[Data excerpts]
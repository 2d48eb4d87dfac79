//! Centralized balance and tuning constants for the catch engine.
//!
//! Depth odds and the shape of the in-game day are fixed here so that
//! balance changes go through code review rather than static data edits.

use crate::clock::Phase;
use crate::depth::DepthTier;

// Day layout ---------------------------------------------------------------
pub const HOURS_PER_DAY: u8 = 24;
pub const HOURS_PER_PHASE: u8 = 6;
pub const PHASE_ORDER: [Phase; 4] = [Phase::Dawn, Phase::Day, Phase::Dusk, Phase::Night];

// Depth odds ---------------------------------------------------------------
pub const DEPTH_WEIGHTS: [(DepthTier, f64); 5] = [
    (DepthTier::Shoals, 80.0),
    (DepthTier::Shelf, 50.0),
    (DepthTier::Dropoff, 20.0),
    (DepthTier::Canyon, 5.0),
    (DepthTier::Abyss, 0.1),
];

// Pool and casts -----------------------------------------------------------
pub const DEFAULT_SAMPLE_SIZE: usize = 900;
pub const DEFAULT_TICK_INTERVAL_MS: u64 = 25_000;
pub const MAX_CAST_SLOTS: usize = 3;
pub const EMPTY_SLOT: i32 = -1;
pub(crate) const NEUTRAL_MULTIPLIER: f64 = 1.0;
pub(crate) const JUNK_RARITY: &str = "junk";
--
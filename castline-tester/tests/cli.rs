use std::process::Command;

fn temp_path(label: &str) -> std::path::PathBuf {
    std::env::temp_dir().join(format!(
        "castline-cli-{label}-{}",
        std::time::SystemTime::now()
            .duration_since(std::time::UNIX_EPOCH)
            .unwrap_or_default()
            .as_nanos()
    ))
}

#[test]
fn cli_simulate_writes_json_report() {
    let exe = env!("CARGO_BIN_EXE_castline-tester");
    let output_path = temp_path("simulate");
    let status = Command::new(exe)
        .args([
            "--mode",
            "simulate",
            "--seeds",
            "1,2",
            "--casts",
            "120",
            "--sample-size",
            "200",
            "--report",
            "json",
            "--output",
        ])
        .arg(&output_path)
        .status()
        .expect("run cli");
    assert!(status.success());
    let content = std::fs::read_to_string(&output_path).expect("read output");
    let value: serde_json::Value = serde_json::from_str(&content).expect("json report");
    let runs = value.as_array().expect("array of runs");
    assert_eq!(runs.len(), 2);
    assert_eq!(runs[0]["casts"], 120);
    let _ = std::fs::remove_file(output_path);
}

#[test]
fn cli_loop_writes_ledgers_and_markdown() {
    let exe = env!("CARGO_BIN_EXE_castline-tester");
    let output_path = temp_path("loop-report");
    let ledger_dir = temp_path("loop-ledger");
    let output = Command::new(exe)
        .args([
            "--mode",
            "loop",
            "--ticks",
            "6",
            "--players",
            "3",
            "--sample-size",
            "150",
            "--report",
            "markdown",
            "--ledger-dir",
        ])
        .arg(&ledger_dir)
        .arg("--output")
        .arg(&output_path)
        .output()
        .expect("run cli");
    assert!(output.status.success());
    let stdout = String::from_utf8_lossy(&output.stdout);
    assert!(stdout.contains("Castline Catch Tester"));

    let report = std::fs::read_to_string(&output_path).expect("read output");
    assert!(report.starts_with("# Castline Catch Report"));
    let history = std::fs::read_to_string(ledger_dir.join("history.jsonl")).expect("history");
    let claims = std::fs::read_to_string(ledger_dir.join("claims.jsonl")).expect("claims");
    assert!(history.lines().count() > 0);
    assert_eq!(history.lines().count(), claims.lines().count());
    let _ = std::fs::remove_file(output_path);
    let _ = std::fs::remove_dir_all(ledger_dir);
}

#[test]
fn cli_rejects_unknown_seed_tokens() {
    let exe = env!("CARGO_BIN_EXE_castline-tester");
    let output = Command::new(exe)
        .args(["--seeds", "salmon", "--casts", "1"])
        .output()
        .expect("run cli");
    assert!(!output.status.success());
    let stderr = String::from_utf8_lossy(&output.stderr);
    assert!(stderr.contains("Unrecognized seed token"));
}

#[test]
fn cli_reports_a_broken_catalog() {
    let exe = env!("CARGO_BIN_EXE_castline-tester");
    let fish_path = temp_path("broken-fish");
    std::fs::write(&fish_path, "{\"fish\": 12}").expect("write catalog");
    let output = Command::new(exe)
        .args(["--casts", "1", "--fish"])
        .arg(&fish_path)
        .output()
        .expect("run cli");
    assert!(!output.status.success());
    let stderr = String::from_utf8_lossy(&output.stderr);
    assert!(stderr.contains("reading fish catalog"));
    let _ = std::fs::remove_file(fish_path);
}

* Work to complete
Check each line in the records above for the word "join". Return those that have it.

* Solution for this exercise
    std::env::temp_dir().join(format!(
    let history = std::fs::read_to_string(ledger_dir.join("history.jsonl")).expect("history");
    let claims = std::fs::read_to_string(ledger_dir.join("claims.jsonl")).expect("claims");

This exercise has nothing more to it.